For the first time — not the leaving.
The coming back.
How he always came back.
And that thought pulls a thread.
And the thread pulls everything.
He was always there. That’s what falls apart in my chest. He was always there.
I spent so many years believing I was the only one holding on.
Me, reaching.
Me, waiting.
Me, keeping the window open while he decided whether I was worth coming back to.
But that’s not what really happened, is it.
He was eight years old and we met and something got decided that changed us forever.
He was nine and started coming through my window where he felt safe.
He was eleven and he showed up on the worst night of his life because my house was the only place that felt like somewhere.
He was twelve and sat on a kitchen floor with me without being called.
He was thirteen and he appeared in the dark.
He was fifteen and he stayed until I fell asleep.
He was sixteen and he came back after two weeks and kissed me.
He was eighteen and he came back through my window the night my mom died.
He drove in the middle of the night for twelve hours when my dad called.

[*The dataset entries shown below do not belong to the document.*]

//! State shared between the game loop thread and its driver.

use std::sync::{Arc, Mutex};

use serde::Serialize;

use invaders_core::commands::{InputFrame, PlayerCommand};
use invaders_core::enums::{GameMode, GamePhase, Unlock};
use invaders_core::events::GameEvent;
use invaders_core::state::GameStateSnapshot;

/// Messages sent from the driver to the game loop thread.
#[derive(Debug)]
pub enum GameLoopCommand {
    /// A phase or settings request for the engine's command queue.
    Player(PlayerCommand),
    /// Replace the held input.
    Input(InputFrame),
    /// Stop the loop and hand back the run summary.
    Shutdown,
}

/// Latest snapshot, written by the loop after every tick.
pub type SharedSnapshot = Arc<Mutex<Option<GameStateSnapshot>>>;

pub fn shared_snapshot() -> SharedSnapshot {
    Arc::new(Mutex::new(None))
}

/// Totals gathered from every snapshot the loop produced.
#[derive(Debug, Clone, Default, Serialize)]
pub struct RunSummary {
    pub ticks: u64,
    pub mode: GameMode,
    pub phase: GamePhase,
    pub score: u32,
    pub best_multiplier: f32,
    pub kills: u32,
    pub misses: u32,
    pub lives_lost: u32,
    pub lives_gained: u32,
    pub levels_completed: Vec<u32>,
    pub unlocks: Vec<Unlock>,
    pub new_high_scores: Vec<(String, u32)>,
}

impl RunSummary {
    pub fn record(&mut self, snapshot: &GameStateSnapshot) {
        self.ticks += 1;
        self.mode = snapshot.mode;
        self.phase = snapshot.phase;
        self.score = snapshot.score.score;
        self.best_multiplier = self.best_multiplier.max(snapshot.score.multiplier());

        for event in &snapshot.events {
            match event {
                GameEvent::EnemyDestroyed { .. } => self.kills += 1,
                GameEvent::ShotMissed => self.misses += 1,
                GameEvent::LifeLost { .. } => self.lives_lost += 1,
                GameEvent::LifeGained { .. } => self.lives_gained += 1,
                GameEvent::LevelCompleted { level, .. } => self.levels_completed.push(*level),
                GameEvent::Unlocked { unlock } => self.unlocks.push(*unlock),
                GameEvent::HighScore { key, score } => self.new_high_scores.push((key.clone(), *score)),
                GameEvent::EnemyHit { .. } | GameEvent::GameOver { .. } => {}
            }
        }
    }
}
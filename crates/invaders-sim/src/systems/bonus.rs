//! Bonus pickups: fall at a fixed speed and expire past the bottom edge.

use hecs::World;

use invaders_core::components::{Bonus, Expired};
use invaders_core::constants::{BONUS_INTERVAL_MS, PLAYFIELD_HEIGHT};
use invaders_core::types::{Extent, Position, Velocity};

pub fn run(world: &mut World) {
    let mut expired = Vec::new();
    for (entity, (_bonus, pos, vel, extent)) in
        world.query_mut::<(&Bonus, &mut Position, &Velocity, &Extent)>()
    {
        pos.translate(*vel);
        if pos.y - extent.h / 2.0 > PLAYFIELD_HEIGHT {
            expired.push(entity);
        }
    }
    for entity in expired {
        let _ = world.insert_one(entity, Expired);
    }
}

/// Whether a new bonus is due, every 15 seconds of tick time.
pub fn due(now_ms: u64, last_bonus_ms: u64) -> bool {
    now_ms.saturating_sub(last_bonus_ms) >= BONUS_INTERVAL_MS
}
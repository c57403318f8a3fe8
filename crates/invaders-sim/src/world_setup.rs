//! Entity spawn factories for setting up the simulation world.
//!
//! Creates the player, enemy waves, projectiles, sweeps, bonuses and
//! transient effects with appropriate component bundles.

use hecs::{Entity, World};
use rand::Rng;
use rand_chacha::ChaCha8Rng;

use invaders_campaign::levels::composition_for;
use invaders_core::components::*;
use invaders_core::constants::*;
use invaders_core::enums::*;
use invaders_core::types::{Extent, Position, Velocity};

use crate::systems::sweep::StrikeLog;
use crate::weapons::ShotSpec;

/// Centre y of the player ship.
pub const PLAYER_CENTER_Y: f32 = PLAYFIELD_HEIGHT - PLAYER_BOTTOM_MARGIN - PLAYER_HEIGHT / 2.0;

/// Spawn the single player ship, centred at the bottom of the playfield.
pub fn spawn_player(world: &mut World) -> Entity {
    world.spawn((
        Player::default(),
        player_start_position(),
        Extent::new(PLAYER_WIDTH, PLAYER_HEIGHT),
    ))
}

fn player_start_position() -> Position {
    Position::new(PLAYFIELD_WIDTH / 2.0, PLAYER_CENTER_Y)
}

/// Reposition the player and restore lives, charge and cooldown for a new run.
/// The weapon selection carries over.
pub fn reset_player(world: &mut World, player: Entity) {
    if let Ok((p, pos)) = world.query_one_mut::<(&mut Player, &mut Position)>(player) {
        *p = Player {
            weapon: p.weapon,
            ..Player::default()
        };
        *pos = player_start_position();
    }
}

/// Despawn everything except the player.
pub fn clear_run(world: &mut World, player: Entity, despawn_buffer: &mut Vec<Entity>) {
    despawn_buffer.clear();
    despawn_buffer.extend(world.iter().map(|e| e.entity()).filter(|e| *e != player));
    for entity in despawn_buffer.drain(..) {
        let _ = world.despawn(entity);
    }
}

/// Spawn the opening wave for `mode`: the basic enemies first, then the strong ones.
pub fn spawn_wave(world: &mut World, rng: &mut ChaCha8Rng, mode: GameMode, now_ms: u64) {
    let composition = composition_for(mode);
    for _ in 0..composition.enemies {
        spawn_enemy(world, rng, EnemyKind::Basic, mode, now_ms);
    }
    for _ in 0..composition.strong {
        spawn_enemy(world, rng, EnemyKind::Strong, mode, now_ms);
    }
}

/// Spawn one enemy at a random position above the playfield.
pub fn spawn_enemy(
    world: &mut World,
    rng: &mut ChaCha8Rng,
    kind: EnemyKind,
    mode: GameMode,
    now_ms: u64,
) -> Entity {
    let (base, scale) = match kind {
        EnemyKind::Basic => (BASIC_ENEMY_BASE_SIZE, BASIC_ENEMY_SCALE),
        EnemyKind::Strong => (STRONG_ENEMY_BASE_SIZE, STRONG_ENEMY_SCALE),
    };
    let side = (base * rng.gen_range(scale.0..scale.1)).floor();
    let extent = Extent::square(side);
    let position = random_top_position(rng, extent);
    let velocity = Velocity::new(0.0, enemy_speed(rng, kind, mode.speed_tier()));
    let spin = match kind {
        EnemyKind::Basic => rng.gen_range(-BASIC_ENEMY_MAX_SPIN_DEG..BASIC_ENEMY_MAX_SPIN_DEG),
        EnemyKind::Strong => 0.0,
    };

    let entity = world.spawn((Enemy::new(kind, spin), position, velocity, extent));
    if mode.enemies_fire() {
        let shooter = Shooter {
            last_shot_ms: now_ms,
            delay_ms: rng.gen_range(ENEMY_FIRE_DELAY_MS.0..=ENEMY_FIRE_DELAY_MS.1),
            chance: match kind {
                EnemyKind::Basic => BASIC_ENEMY_FIRE_CHANCE,
                EnemyKind::Strong => STRONG_ENEMY_FIRE_CHANCE,
            },
        };
        let _ = world.insert_one(entity, shooter);
    }
    entity
}

/// Draw a downward speed from the kind's speed table for `tier`.
pub fn enemy_speed(rng: &mut ChaCha8Rng, kind: EnemyKind, tier: Tier) -> f32 {
    let (lo, hi) = match (kind, tier) {
        (EnemyKind::Basic, Tier::Easy) => (1, 1),
        (EnemyKind::Basic, Tier::Medium) => (1, 2),
        (EnemyKind::Basic, _) => (1, 3),
        (EnemyKind::Strong, Tier::Hard) => (2, 3),
        (EnemyKind::Strong, Tier::Impossible) => (2, 4),
        (EnemyKind::Strong, _) => (1, 2),
    };
    rng.gen_range(lo..=hi) as f32
}

/// Kind of the enemy that replaces a destroyed one.
pub fn replacement_kind(policy: ReplacementPolicy, mode: GameMode, rng: &mut ChaCha8Rng) -> EnemyKind {
    match policy {
        ReplacementPolicy::AlwaysBasic => EnemyKind::Basic,
        ReplacementPolicy::Probabilistic => {
            let roll: f64 = rng.gen();
            let tier_roll = mode.level().is_none()
                && mode.speed_tier() >= Tier::Hard
                && roll < TIER_STRONG_REPLACEMENT_CHANCE;
            let level_roll = mode
                .level()
                .is_some_and(|level| roll < (LEVEL_STRONG_REPLACEMENT_STEP * level as f64).min(1.0));
            if tier_roll || level_roll {
                EnemyKind::Strong
            } else {
                EnemyKind::Basic
            }
        }
    }
}

/// Move an enemy that crossed the bottom back above the playfield with a fresh speed.
pub fn respawn_at_top(world: &mut World, rng: &mut ChaCha8Rng, enemy: Entity, mode: GameMode) {
    if let Ok((e, pos, vel, extent)) =
        world.query_one_mut::<(&Enemy, &mut Position, &mut Velocity, &Extent)>(enemy)
    {
        *pos = random_top_position(rng, *extent);
        vel.y = enemy_speed(rng, e.kind, mode.speed_tier());
    }
}

/// Centre of a box of `extent` whose left edge is in `[0, width - w)` and
/// whose top edge is in the spawn band above the playfield.
fn random_top_position(rng: &mut ChaCha8Rng, extent: Extent) -> Position {
    let max_left = ((PLAYFIELD_WIDTH - extent.w) as i32).max(1);
    let left = rng.gen_range(0..max_left) as f32;
    let top = rng.gen_range(SPAWN_TOP_RANGE.0..SPAWN_TOP_RANGE.1) as f32;
    Position::new(left + extent.w / 2.0, top + extent.h / 2.0)
}

/// Spawn an extra-life pickup above the playfield.
pub fn spawn_bonus(world: &mut World, rng: &mut ChaCha8Rng) -> Entity {
    let extent = Extent::square(BONUS_SIZE);
    let position = random_top_position(rng, extent);
    world.spawn((Bonus, position, Velocity::new(0.0, BONUS_SPEED), extent))
}

pub fn spawn_projectile(world: &mut World, shot: ShotSpec) -> Entity {
    world.spawn((
        Projectile {
            kind: shot.kind,
            has_hit: false,
        },
        shot.position,
        shot.velocity,
        shot.extent,
    ))
}

/// Spawn an enemy bolt whose top edge sits on `enemy_bottom`.
pub fn spawn_enemy_bolt(world: &mut World, x: f32, enemy_bottom: f32) -> Entity {
    let extent = Extent::from(ENEMY_BOLT_SIZE);
    world.spawn((
        Projectile {
            kind: ProjectileKind::EnemyBolt,
            has_hit: false,
        },
        Position::new(x, enemy_bottom + extent.h / 2.0),
        Velocity::new(0.0, ENEMY_BOLT_SPEED),
        extent,
    ))
}

pub fn spawn_sweep(world: &mut World, origin: Position) -> Entity {
    world.spawn((SweepArc::new(origin), StrikeLog::default()))
}

pub fn spawn_effect(world: &mut World, kind: EffectKind, at: Position) -> Entity {
    world.spawn((TransientEffect::new(kind), at))
}

/// Spawn `count` moving effects flying outward from `at` in random directions.
pub fn spawn_burst(
    world: &mut World,
    rng: &mut ChaCha8Rng,
    kind: EffectKind,
    at: Position,
    count: usize,
    speed: (f32, f32),
) {
    for _ in 0..count {
        let angle = rng.gen_range(0.0..360.0);
        let velocity = Velocity::from_screen_angle(angle, rng.gen_range(speed.0..speed.1));
        world.spawn((TransientEffect::new(kind), at, velocity));
    }
}

/// Spawn an enemy at a fixed position and speed (for tests needing exact geometry).
#[cfg(test)]
pub fn spawn_test_enemy(
    world: &mut World,
    kind: EnemyKind,
    position: Position,
    side: f32,
    speed: f32,
) -> Entity {
    world.spawn((
        Enemy::new(kind, 0.0),
        position,
        Velocity::new(0.0, speed),
        Extent::square(side),
    ))
}

#[cfg(test)]
mod tests {
    use super::*;
    use rand::SeedableRng;

    #[test]
    fn test_enemy_sizes_and_spawn_band() {
        let mut world = World::new();
        let mut rng = ChaCha8Rng::seed_from_u64(7);
        for _ in 0..200 {
            spawn_enemy(&mut world, &mut rng, EnemyKind::Basic, GameMode::Tier(Tier::Hard), 0);
            spawn_enemy(&mut world, &mut rng, EnemyKind::Strong, GameMode::Tier(Tier::Hard), 0);
        }
        for (_, (enemy, pos, extent)) in world.query::<(&Enemy, &Position, &Extent)>().iter() {
            let (lo, hi) = match enemy.kind {
                EnemyKind::Basic => (27.0, 48.0),
                EnemyKind::Strong => (39.0, 65.0),
            };
            assert!(extent.w >= lo && extent.w <= hi, "side {}", extent.w);
            assert_eq!(extent.w, extent.w.floor());
            let top = pos.y - extent.h / 2.0;
            assert!((-100.0..-40.0).contains(&top));
            let left = pos.x - extent.w / 2.0;
            assert!(left >= 0.0 && left < PLAYFIELD_WIDTH - extent.w);
        }
    }

    #[test]
    fn test_speed_tables() {
        let mut rng = ChaCha8Rng::seed_from_u64(3);
        for _ in 0..200 {
            assert_eq!(enemy_speed(&mut rng, EnemyKind::Basic, Tier::Easy), 1.0);
            let strong_hard = enemy_speed(&mut rng, EnemyKind::Strong, Tier::Hard);
            assert!((2.0..=3.0).contains(&strong_hard));
            let strong_max = enemy_speed(&mut rng, EnemyKind::Strong, Tier::Impossible);
            assert!((2.0..=4.0).contains(&strong_max));
            let basic_medium = enemy_speed(&mut rng, EnemyKind::Basic, Tier::Medium);
            assert!((1.0..=2.0).contains(&basic_medium));
        }
    }

    #[test]
    fn test_shooters_only_at_impossible_tier() {
        let mut world = World::new();
        let mut rng = ChaCha8Rng::seed_from_u64(1);
        spawn_wave(&mut world, &mut rng, GameMode::Tier(Tier::Hard), 0);
        assert_eq!(world.query::<&Shooter>().iter().count(), 0);
        spawn_wave(&mut world, &mut rng, GameMode::Tier(Tier::Impossible), 500);
        let shooters: Vec<Shooter> = world.query::<&Shooter>().iter().map(|(_, s)| *s).collect();
        assert_eq!(shooters.len(), 10);
        for s in shooters {
            assert_eq!(s.last_shot_ms, 500);
            assert!((3000..=8000).contains(&s.delay_ms));
        }
    }

    #[test]
    fn test_always_basic_replacement() {
        let mut rng = ChaCha8Rng::seed_from_u64(9);
        for _ in 0..100 {
            assert_eq!(
                replacement_kind(ReplacementPolicy::AlwaysBasic, GameMode::Tier(Tier::Impossible), &mut rng),
                EnemyKind::Basic
            );
        }
    }

    #[test]
    fn test_probabilistic_replacement() {
        let mut rng = ChaCha8Rng::seed_from_u64(9);
        // Level 5 and above always rolls strong.
        for _ in 0..50 {
            assert_eq!(
                replacement_kind(ReplacementPolicy::Probabilistic, GameMode::Level(5), &mut rng),
                EnemyKind::Strong
            );
        }
        // Tiers below Hard never do.
        for _ in 0..50 {
            assert_eq!(
                replacement_kind(ReplacementPolicy::Probabilistic, GameMode::Tier(Tier::Medium), &mut rng),
                EnemyKind::Basic
            );
        }
        let strong = (0..1000)
            .filter(|_| {
                replacement_kind(ReplacementPolicy::Probabilistic, GameMode::Tier(Tier::Hard), &mut rng)
                    == EnemyKind::Strong
            })
            .count();
        assert!(strong > 200 && strong < 400, "strong = {strong}");
    }

    #[test]
    fn test_reset_player_keeps_weapon() {
        let mut world = World::new();
        let player = spawn_player(&mut world);
        {
            let mut p = world.get::<&mut Player>(player).unwrap();
            p.weapon = WeaponKind::Spread;
            p.lives = 0;
            p.charge = 700;
            p.explosive = true;
        }
        reset_player(&mut world, player);
        let p = world.get::<&Player>(player).unwrap();
        assert_eq!(p.weapon, WeaponKind::Spread);
        assert_eq!(p.lives, 3);
        assert_eq!(p.charge, 0);
        assert!(!p.explosive);
        assert_eq!(*world.get::<&Position>(player).unwrap(), Position::new(400.0, 570.0));
    }
}
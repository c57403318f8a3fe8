//! Level targets and enemy compositions.

use serde::{Deserialize, Serialize};

use invaders_core::enums::{GameMode, Tier};

/// Enemy head-count for a wave.
#[derive(Debug, Clone, Copy, PartialEq, Eq, Serialize, Deserialize)]
pub struct Composition {
    /// Basic enemies.
    pub enemies: u32,
    /// Strong enemies, in addition to the basic ones.
    pub strong: u32,
}

/// Goal and composition of one level.
#[derive(Debug, Clone, Copy, PartialEq, Eq, Serialize, Deserialize)]
pub struct LevelRequirements {
    pub target_score: u32,
    pub composition: Composition,
}

/// Hand-tuned opening levels: (target, enemies, strong).
const OPENING_LEVELS: [(u32, u32, u32); 5] = [
    (100, 3, 0),
    (150, 4, 0),
    (200, 4, 1),
    (250, 5, 1),
    (300, 5, 1),
];

/// Target growth per level past the opening table.
pub const TARGET_INCREMENT: u32 = 30;

const MID_BASE: u32 = 300;
const LATE_BASE: u32 = 450;
const ENDLESS_BASE: u32 = 750;
const ENDLESS_MAX_ENEMIES: u32 = 8;

/// Requirements for level `level`. Level 0 is treated as level 1.
pub fn level_requirements(level: u32) -> LevelRequirements {
    let level = level.max(1);
    let (target_score, enemies, strong) = match level {
        1..=5 => OPENING_LEVELS[(level - 1) as usize],
        6..=10 => (MID_BASE + (level - 5) * TARGET_INCREMENT, 5 + (level - 5) / 2, 1),
        11..=20 => (LATE_BASE + (level - 10) * TARGET_INCREMENT, 6, 1),
        _ => (
            ENDLESS_BASE.saturating_add((level - 20).saturating_mul(TARGET_INCREMENT)),
            ENDLESS_MAX_ENEMIES.min(6 + (level - 20) / 10),
            1,
        ),
    };
    LevelRequirements {
        target_score,
        composition: Composition { enemies, strong },
    }
}

/// Fixed composition of a tier-mode wave.
pub fn tier_composition(tier: Tier) -> Composition {
    let (enemies, strong) = match tier {
        Tier::Easy => (3, 0),
        Tier::Medium => (4, 1),
        Tier::Hard => (4, 3),
        Tier::Impossible => (5, 5),
    };
    Composition { enemies, strong }
}

/// Opening wave for a run in `mode`.
pub fn composition_for(mode: GameMode) -> Composition {
    match mode {
        GameMode::Tier(tier) => tier_composition(tier),
        GameMode::Level(level) => level_requirements(level).composition,
    }
}

/// Level-mode target score, `None` in tier mode.
pub fn target_score(mode: GameMode) -> Option<u32> {
    mode.level().map(|level| level_requirements(level).target_score)
}

#[cfg(test)]
mod tests {
    use super::*;

    #[test]
    fn test_opening_table_exact() {
        let expected = [(100, 3, 0), (150, 4, 0), (200, 4, 1), (250, 5, 1), (300, 5, 1)];
        for (i, (target, enemies, strong)) in expected.into_iter().enumerate() {
            let req = level_requirements(i as u32 + 1);
            assert_eq!(req.target_score, target);
            assert_eq!(req.composition, Composition { enemies, strong });
        }
    }

    #[test]
    fn test_level_seven_formula() {
        assert_eq!(
            level_requirements(7).target_score,
            level_requirements(5).target_score + 2 * TARGET_INCREMENT
        );
        assert_eq!(level_requirements(7).composition.enemies, 6);
    }

    #[test]
    fn test_band_boundaries() {
        assert_eq!(level_requirements(10).target_score, 450);
        assert_eq!(level_requirements(11).target_score, 480);
        assert_eq!(level_requirements(20).target_score, 750);
        assert_eq!(level_requirements(21).target_score, 780);
        assert_eq!(level_requirements(21).composition.enemies, 6);
        assert_eq!(level_requirements(30).composition.enemies, 7);
        assert_eq!(level_requirements(500).composition.enemies, 8);
        assert_eq!(level_requirements(500).composition.strong, 1);
    }

    #[test]
    fn test_level_zero_is_level_one() {
        assert_eq!(level_requirements(0), level_requirements(1));
    }

    #[test]
    fn test_tier_compositions() {
        assert_eq!(tier_composition(Tier::Easy), Composition { enemies: 3, strong: 0 });
        assert_eq!(tier_composition(Tier::Impossible), Composition { enemies: 5, strong: 5 });
        assert_eq!(target_score(GameMode::Tier(Tier::Hard)), None);
        assert_eq!(target_score(GameMode::Level(5)), Some(300));
    }
}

He was always coming back.
Every single time. For me.
He just struggled with staying. With letting me in. And I know why.
I spent my whole life living in the leaving. Measuring it. Making it mean everything.
I never looked at it as a whole.
He left.
He came back.
And then—a blue daisy on the windowsill.
He pushed me away because he thought he had to. Not because he didn’t love me. Because he thought that’s what love looked like.